HIST102 ATLANTIC SLAVE TRADE DISCUSSION
All the parameters laid out for discussions in the first one apply. Type your word count, cite many sources from the course, write ideas people can respond to, and make responses sincere, specific, and substantial.
In your post, reflect on the nature of the Atlantic Slave Trade, especially the ways in which it represented a total departure in the how human beings treated other groups and what the experiences of the enslaved were. Discussion posts should invoke the primary source by Olaudah Equiano but also use other materials in the module. Alongside these aspects of the prompt, students may write on any other elements of this historical period and process that you have learned here.
Reply to two other colleagues, and feel free to respond to replies.
Word count for initial posts: 400-450
here is the source
Primary Source: Olaudah Equiano
Source 14.1
The Journey to Slavery
We begin with the voice of an individual victim of the slave trade — Olaudah Equiano. Born in what is now the Igbo-speaking region of southern Nigeria around 1745, Equiano was seized from his home at the age of eleven and sold into the Atlantic slave trade at the high point of that infamous commerce (see Map 14.4Links to an external site.). In service to three different owners, his experience as a slave in the Americas was quite unusual. He learned to read and write, traveled extensively as a seaman aboard one of his masters’ ships, and was allowed to buy his freedom in 1766. Settling in England, he became a prominent voice in the emerging abolitionist movement of the late eighteenth century and wrote a widely read account of his life, addressed largely to European Christians: “O, ye nominal Christians! Might not an African ask you, Learned you this from your God, who says unto you, Do unto all men as you would men should do unto you?” His book was published in 1789 as abolitionism was gaining wider acceptance.

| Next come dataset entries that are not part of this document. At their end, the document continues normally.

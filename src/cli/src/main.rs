//! Skyreel CLI - sends commands to a running Skyreel server.

mod client;
mod commands;
mod output;

use anyhow::Result;
use clap::{Parser, Subcommand};

use commands::{clip, config, health, resource};
use output::OutputFormat;

/// Skyreel - recurring clip scheduler CLI
#[derive(Parser)]
#[command(
    name = "skyreel",
    version,
    about = "Skyreel - recurring clip scheduler and watchdog",
    long_about = "Schedule clip jobs, request clips on demand and check the health of a Skyreel server.",
    propagate_version = true
)]
pub struct Cli {
    /// Output format (defaults to the saved setting, then table)
    #[arg(short, long, global = true)]
    output: Option<OutputFormat>,

    /// Server URL
    #[arg(long, global = true, env = "SKYREEL_API_URL")]
    api_url: Option<String>,

    /// Disable colored output
    #[arg(long, global = true)]
    no_color: bool,

    #[command(subcommand)]
    command: Commands,
}

#[derive(Subcommand)]
enum Commands {
    /// Resource scheduling
    #[command(subcommand)]
    Resource(resource::ResourceCommands),

    /// On-demand clips
    #[command(subcommand)]
    Clip(clip::ClipCommands),

    /// Check server health
    Health(health::HealthArgs),

    /// CLI settings
    #[command(subcommand)]
    Config(config::ConfigCommands),
}

#[tokio::main]
async fn main() -> Result<()> {
    let cli = Cli::parse();

    if cli.no_color {
        colored::control::set_override(false);
    }

    let format = cli
        .output
        .or_else(config::saved_output_format)
        .unwrap_or_default();

    let result = match cli.command {
        Commands::Config(cmd) => config::execute(cmd, format).await,
        command => {
            let api_url = cli
                .api_url
                .or_else(|| config::load_config().ok().and_then(|c| c.api_url))
                .unwrap_or_else(|| "http://localhost:8080".to_string());
            match client::ApiClient::new(&api_url) {
                Ok(client) => run(command, &client, format).await,
                Err(e) => Err(e),
            }
        }
    };

    if let Err(e) = result {
        output::print_error(&format!("{:#}", e));
        std::process::exit(1);
    }

    Ok(())
}

async fn run(command: Commands, client: &client::ApiClient, format: OutputFormat) -> Result<()> {
    match command {
        Commands::Resource(cmd) => resource::execute(cmd, client, format).await,
        Commands::Clip(cmd) => clip::execute(cmd, client, format).await,
        Commands::Health(args) => health::execute(args, client, format).await,
        Commands::Config(cmd) => config::execute(cmd, format).await,
    }
}
//! Filesystem media storage.
//!
//! Layout, with dates and times in the resource's own zone:
//!
//! ```text
//! <root>/<folder>/<year>/<MonthName>/<day>/<folder><YYYYMMDD>-<HHMMSS>.<ext>
//! <root>/<folder>/<year>/<MonthName>/<day>/movies/<folder><YYYYMMDD>-<HH>0000.<ext>
//! <root>/<folder>/<year>/<MonthName>/<day>/movies/<folder><YYYYMMDD>-daylong.mp4
//! ```
//!
//! The day folder is the unpadded day of the month.

use async_trait::async_trait;
use chrono::{DateTime, Datelike, NaiveDate, NaiveDateTime, TimeZone, Timelike, Utc};
use chrono_tz::Tz;
use regex::Regex;
use std::path::{Path, PathBuf};

use super::{Instance, InstanceKind, MediaFormat, Storage};
use crate::clock::{TimeRange, MONTH_NAMES};
use crate::error::{ErrorCode, Result, SkyreelError};
use crate::resource::{CaptureFormat, Resource};

/// Name of the clip folder inside each day folder.
pub const MOVIES_DIR: &str = "movies";

/// Path arithmetic for the storage tree.
#[derive(Debug, Clone)]
pub struct StorageLayout {
    root: PathBuf,
}

impl StorageLayout {
    pub fn new(root: impl Into<PathBuf>) -> Self {
        Self { root: root.into() }
    }

    pub fn root(&self) -> &Path {
        &self.root
    }

    pub fn resource_dir(&self, folder: &str) -> PathBuf {
        self.root.join(folder)
    }

    pub fn day_dir(&self, folder: &str, date: NaiveDate) -> PathBuf {
        self.resource_dir(folder)
            .join(date.year().to_string())
            .join(MONTH_NAMES[date.month0() as usize])
            .join(date.day().to_string())
    }

    pub fn movies_dir(&self, folder: &str, date: NaiveDate) -> PathBuf {
        self.day_dir(folder, date).join(MOVIES_DIR)
    }

    /// Clip file for the local hour starting at `hour`.
    pub fn hourly_clip_path(&self, folder: &str, hour: NaiveDateTime, format: MediaFormat) -> PathBuf {
        self.movies_dir(folder, hour.date()).join(format!(
            "{}{}-{:02}0000.{}",
            folder,
            hour.format("%Y%m%d"),
            hour.hour(),
            format.extension()
        ))
    }

    pub fn day_long_path(&self, folder: &str, date: NaiveDate, low_quality: bool) -> PathBuf {
        let suffix = if low_quality { "-daylong-low" } else { "-daylong" };
        self.movies_dir(folder, date)
            .join(format!("{}{}{}.mp4", folder, date.format("%Y%m%d"), suffix))
    }

    pub fn image_path(&self, folder: &str, taken: NaiveDateTime, format: MediaFormat) -> PathBuf {
        self.day_dir(folder, taken.date()).join(format!(
            "{}{}.{}",
            folder,
            taken.format("%Y%m%d-%H%M%S"),
            format.extension()
        ))
    }
}

/// Media storage on a local or mounted filesystem.
pub struct FsStorage {
    layout: StorageLayout,
    image_name: Regex,
}

impl FsStorage {
    pub fn new(root: impl Into<PathBuf>) -> Result<Self> {
        let image_name = Regex::new(r"^(?P<folder>.+)(?P<date>\d{8})-(?P<time>\d{6})\.(?P<ext>[A-Za-z0-9]+)$")
            .map_err(|e| SkyreelError::internal(format!("invalid image name pattern: {}", e)))?;
        Ok(Self {
            layout: StorageLayout::new(root),
            image_name,
        })
    }

    pub fn layout(&self) -> &StorageLayout {
        &self.layout
    }

    /// Parse a capture file name into its UTC timestamp and format.
    fn parse_image_name(&self, folder: &str, name: &str, tz: Tz) -> Option<(DateTime<Utc>, MediaFormat)> {
        let caps = self.image_name.captures(name)?;
        if &caps["folder"] != folder {
            return None;
        }
        let format = MediaFormat::from_extension(&caps["ext"])?;
        let naive = NaiveDateTime::parse_from_str(
            &format!("{}{}", &caps["date"], &caps["time"]),
            "%Y%m%d%H%M%S",
        )
        .ok()?;
        let taken = tz.from_local_datetime(&naive).earliest()?;
        Some((taken.with_timezone(&Utc), format))
    }

    /// Local dates touched by `range` in `tz`, oldest first.
    fn local_days(range: TimeRange, tz: Tz) -> Vec<NaiveDate> {
        let first = range.start.with_timezone(&tz).date_naive();
        let last = range.end.with_timezone(&tz).date_naive();
        let mut days = Vec::new();
        let mut day = first;
        while day <= last {
            days.push(day);
            match day.succ_opt() {
                Some(next) => day = next,
                None => break,
            }
        }
        days
    }

    fn destination(&self, resource_folder: &str, tz: Tz, instance: &Instance) -> PathBuf {
        let local_start = instance.range.start.with_timezone(&tz).naive_local();
        match instance.kind {
            InstanceKind::Capture => {
                self.layout
                    .image_path(resource_folder, local_start, instance.format)
            }
            InstanceKind::HourlyClip => {
                self.layout
                    .hourly_clip_path(resource_folder, local_start, instance.format)
            }
            InstanceKind::DayLongClip => {
                self.layout
                    .day_long_path(resource_folder, local_start.date(), instance.low_quality)
            }
        }
    }
}

#[async_trait]
impl Storage for FsStorage {
    async fn fetch_instances(
        &self,
        resource: &Resource,
        range: TimeRange,
        format: CaptureFormat,
        limit: usize,
    ) -> Result<Vec<Instance>> {
        let folder = &resource.storage_folder;
        let mut found = Vec::new();

        for day in Self::local_days(range, resource.time_zone) {
            let dir = self.layout.day_dir(folder, day);
            let mut entries = match tokio::fs::read_dir(&dir).await {
                Ok(entries) => entries,
                Err(e) if e.kind() == std::io::ErrorKind::NotFound => continue,
                Err(e) => return Err(e.into()),
            };

            while let Some(entry) = entries.next_entry().await? {
                let name = entry.file_name();
                let Some(name) = name.to_str() else { continue };
                let Some((taken, media)) = self.parse_image_name(folder, name, resource.time_zone) else {
                    continue;
                };
                if range.contains(taken) && media.matches_capture(format) {
                    found.push(Instance {
                        resource: resource.id,
                        kind: InstanceKind::Capture,
                        format: media,
                        range: TimeRange::new(taken, taken),
                        path: entry.path(),
                        low_quality: false,
                    });
                }
            }
        }

        found.sort_by_key(|i| i.range.start);
        found.truncate(limit);
        Ok(found)
    }

    async fn store(&self, resource: &Resource, instance: &Instance) -> Result<Instance> {
        let dest = self.destination(&resource.storage_folder, resource.time_zone, instance);
        if let Some(parent) = dest.parent() {
            tokio::fs::create_dir_all(parent).await?;
        }
        if dest != instance.path {
            tokio::fs::copy(&instance.path, &dest).await?;
        }
        tracing::debug!(
            resource = %resource.id,
            path = %dest.display(),
            "Stored instance"
        );
        Ok(Instance {
            path: dest,
            ..instance.clone()
        })
    }

    async fn ping(&self) -> Result<()> {
        let meta = tokio::fs::metadata(self.layout.root()).await.map_err(|e| {
            SkyreelError::with_internal(
                ErrorCode::StorageUnavailable,
                "The storage system was not available",
                format!("{}: {}", self.layout.root().display(), e),
            )
        })?;
        if !meta.is_dir() {
            return Err(SkyreelError::with_internal(
                ErrorCode::StorageUnavailable,
                "The storage system was not available",
                format!("{} is not a directory", self.layout.root().display()),
            ));
        }
        tokio::fs::read_dir(self.layout.root()).await?;
        Ok(())
    }

    async fn fetch_day_long_instances(
        &self,
        resource: &Resource,
        day: TimeRange,
    ) -> Result<Option<[Instance; 2]>> {
        let date = day.start.with_timezone(&resource.time_zone).date_naive();
        let standard = self.layout.day_long_path(&resource.storage_folder, date, false);
        let low = self.layout.day_long_path(&resource.storage_folder, date, true);

        if !tokio::fs::try_exists(&standard).await? || !tokio::fs::try_exists(&low).await? {
            return Ok(None);
        }

        let make = |path: PathBuf, low_quality: bool| Instance {
            resource: resource.id,
            kind: InstanceKind::DayLongClip,
            format: MediaFormat::Mp4,
            range: day,
            path,
            low_quality,
        };
        Ok(Some([make(standard, false), make(low, true)]))
    }
}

Despite some controversy about his birthplace and birth date, most historians accept Equiano’s autobiography as broadly accurate. Source 14.1 presents Equiano’s account of his capture, his journey to the coast, his experience on a slave ship, and his arrival in the Americas. It was a journey forcibly undertaken by millions of others as well.
Questions to consider as you examine the source:
How does Equiano describe the kind of slavery he knew in Africa? How does it compare with the plantation slavery of the Americas?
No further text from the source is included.